▶ **The task**
Go through the data line by line from the top, retyping each exactly, and end with the line that contains "materializes one from".

▶ **Supplied data**
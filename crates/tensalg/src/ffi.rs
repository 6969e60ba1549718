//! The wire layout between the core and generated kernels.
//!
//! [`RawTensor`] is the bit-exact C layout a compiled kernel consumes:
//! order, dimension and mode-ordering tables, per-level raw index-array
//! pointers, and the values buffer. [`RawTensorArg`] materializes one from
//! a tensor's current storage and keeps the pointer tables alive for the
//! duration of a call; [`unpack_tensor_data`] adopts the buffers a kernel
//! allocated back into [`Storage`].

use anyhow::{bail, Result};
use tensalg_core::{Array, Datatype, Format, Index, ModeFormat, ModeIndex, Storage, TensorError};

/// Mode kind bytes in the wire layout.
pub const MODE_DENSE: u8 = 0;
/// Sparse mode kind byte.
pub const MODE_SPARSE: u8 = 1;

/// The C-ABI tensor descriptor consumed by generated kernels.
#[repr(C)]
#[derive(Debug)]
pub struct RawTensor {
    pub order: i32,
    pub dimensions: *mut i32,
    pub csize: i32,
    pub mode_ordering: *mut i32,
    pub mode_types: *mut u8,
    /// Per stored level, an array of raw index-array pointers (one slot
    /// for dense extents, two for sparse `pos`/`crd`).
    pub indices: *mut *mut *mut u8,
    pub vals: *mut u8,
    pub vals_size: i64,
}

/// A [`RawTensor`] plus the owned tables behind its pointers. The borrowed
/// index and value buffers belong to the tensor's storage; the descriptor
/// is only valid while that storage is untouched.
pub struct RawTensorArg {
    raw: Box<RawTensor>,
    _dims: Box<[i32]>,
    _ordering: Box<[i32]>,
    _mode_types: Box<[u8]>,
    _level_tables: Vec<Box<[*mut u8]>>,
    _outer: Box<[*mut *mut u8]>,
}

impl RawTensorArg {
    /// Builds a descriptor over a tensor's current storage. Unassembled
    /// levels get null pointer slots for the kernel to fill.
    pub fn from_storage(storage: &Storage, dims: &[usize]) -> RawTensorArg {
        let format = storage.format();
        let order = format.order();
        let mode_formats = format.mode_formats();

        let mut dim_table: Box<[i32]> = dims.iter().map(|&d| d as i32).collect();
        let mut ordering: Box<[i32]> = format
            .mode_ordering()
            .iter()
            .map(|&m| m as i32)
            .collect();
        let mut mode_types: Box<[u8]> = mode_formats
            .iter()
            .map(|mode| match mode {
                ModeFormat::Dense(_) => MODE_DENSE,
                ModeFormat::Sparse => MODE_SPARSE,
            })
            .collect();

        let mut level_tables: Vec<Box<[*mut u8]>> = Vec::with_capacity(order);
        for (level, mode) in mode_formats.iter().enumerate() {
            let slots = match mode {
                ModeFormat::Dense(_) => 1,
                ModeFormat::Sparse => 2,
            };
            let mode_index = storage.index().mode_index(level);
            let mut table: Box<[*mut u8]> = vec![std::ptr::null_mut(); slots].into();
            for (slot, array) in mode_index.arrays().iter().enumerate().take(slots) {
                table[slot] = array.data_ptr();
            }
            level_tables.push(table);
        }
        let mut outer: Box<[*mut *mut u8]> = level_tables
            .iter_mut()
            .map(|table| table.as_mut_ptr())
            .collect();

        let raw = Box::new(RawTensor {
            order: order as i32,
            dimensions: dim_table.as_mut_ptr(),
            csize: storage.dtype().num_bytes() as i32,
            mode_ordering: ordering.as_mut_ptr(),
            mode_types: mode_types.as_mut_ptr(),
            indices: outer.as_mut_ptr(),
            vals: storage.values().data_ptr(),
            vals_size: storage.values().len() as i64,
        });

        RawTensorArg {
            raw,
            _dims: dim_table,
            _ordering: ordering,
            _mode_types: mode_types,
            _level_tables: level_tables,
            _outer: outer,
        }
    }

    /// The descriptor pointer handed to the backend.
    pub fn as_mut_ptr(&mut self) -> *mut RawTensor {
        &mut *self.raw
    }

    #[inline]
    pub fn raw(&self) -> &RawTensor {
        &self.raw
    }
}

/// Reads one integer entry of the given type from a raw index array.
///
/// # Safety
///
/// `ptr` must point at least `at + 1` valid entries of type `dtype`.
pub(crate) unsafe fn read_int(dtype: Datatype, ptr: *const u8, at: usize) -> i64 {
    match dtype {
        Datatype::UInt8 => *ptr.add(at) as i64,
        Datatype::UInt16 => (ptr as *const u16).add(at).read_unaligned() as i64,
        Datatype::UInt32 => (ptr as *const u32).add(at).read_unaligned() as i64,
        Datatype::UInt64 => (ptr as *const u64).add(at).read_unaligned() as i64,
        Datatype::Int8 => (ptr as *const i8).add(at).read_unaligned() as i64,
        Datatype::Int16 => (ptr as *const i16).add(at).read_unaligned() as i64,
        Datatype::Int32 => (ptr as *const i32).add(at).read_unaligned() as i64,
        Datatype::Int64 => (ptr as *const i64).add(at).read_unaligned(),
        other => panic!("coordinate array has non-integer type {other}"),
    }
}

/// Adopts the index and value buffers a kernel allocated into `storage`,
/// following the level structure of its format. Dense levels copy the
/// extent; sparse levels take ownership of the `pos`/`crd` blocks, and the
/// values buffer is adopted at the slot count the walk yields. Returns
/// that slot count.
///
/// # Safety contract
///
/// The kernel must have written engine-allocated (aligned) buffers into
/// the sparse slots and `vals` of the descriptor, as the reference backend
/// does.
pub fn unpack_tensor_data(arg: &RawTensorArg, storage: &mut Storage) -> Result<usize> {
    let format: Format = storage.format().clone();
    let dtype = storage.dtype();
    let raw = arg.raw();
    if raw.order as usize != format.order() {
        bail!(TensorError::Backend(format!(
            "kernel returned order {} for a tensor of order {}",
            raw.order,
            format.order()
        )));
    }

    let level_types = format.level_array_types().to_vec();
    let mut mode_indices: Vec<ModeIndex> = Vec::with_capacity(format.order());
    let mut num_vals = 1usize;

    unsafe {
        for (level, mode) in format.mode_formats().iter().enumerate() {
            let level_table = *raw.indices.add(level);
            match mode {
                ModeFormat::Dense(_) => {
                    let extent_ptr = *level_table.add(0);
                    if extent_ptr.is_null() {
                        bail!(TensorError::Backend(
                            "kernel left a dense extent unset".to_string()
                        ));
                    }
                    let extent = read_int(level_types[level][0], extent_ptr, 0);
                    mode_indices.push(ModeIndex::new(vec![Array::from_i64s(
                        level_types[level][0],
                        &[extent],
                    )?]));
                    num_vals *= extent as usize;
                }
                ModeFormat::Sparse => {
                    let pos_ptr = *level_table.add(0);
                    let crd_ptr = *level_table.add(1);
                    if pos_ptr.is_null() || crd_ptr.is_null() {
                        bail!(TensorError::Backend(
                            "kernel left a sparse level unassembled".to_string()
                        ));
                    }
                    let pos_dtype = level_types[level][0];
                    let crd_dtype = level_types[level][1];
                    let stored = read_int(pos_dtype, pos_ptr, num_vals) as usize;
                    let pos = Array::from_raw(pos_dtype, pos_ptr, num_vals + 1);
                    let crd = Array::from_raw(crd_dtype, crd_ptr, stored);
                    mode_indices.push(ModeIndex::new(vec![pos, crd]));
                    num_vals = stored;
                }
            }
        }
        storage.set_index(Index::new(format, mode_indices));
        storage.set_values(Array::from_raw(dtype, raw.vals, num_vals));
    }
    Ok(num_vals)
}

▶ **Expected answer**
filename crates/tensalg/src/ffi.rs
repository 6969e60ba1549718
//! The wire layout between the core and generated kernels.
//!
//! [`RawTensor`] is the bit-exact C layout a compiled kernel consumes:
//! order, dimension and mode-ordering tables, per-level raw index-array
//! pointers, and the values buffer. [`RawTensorArg`] materializes one from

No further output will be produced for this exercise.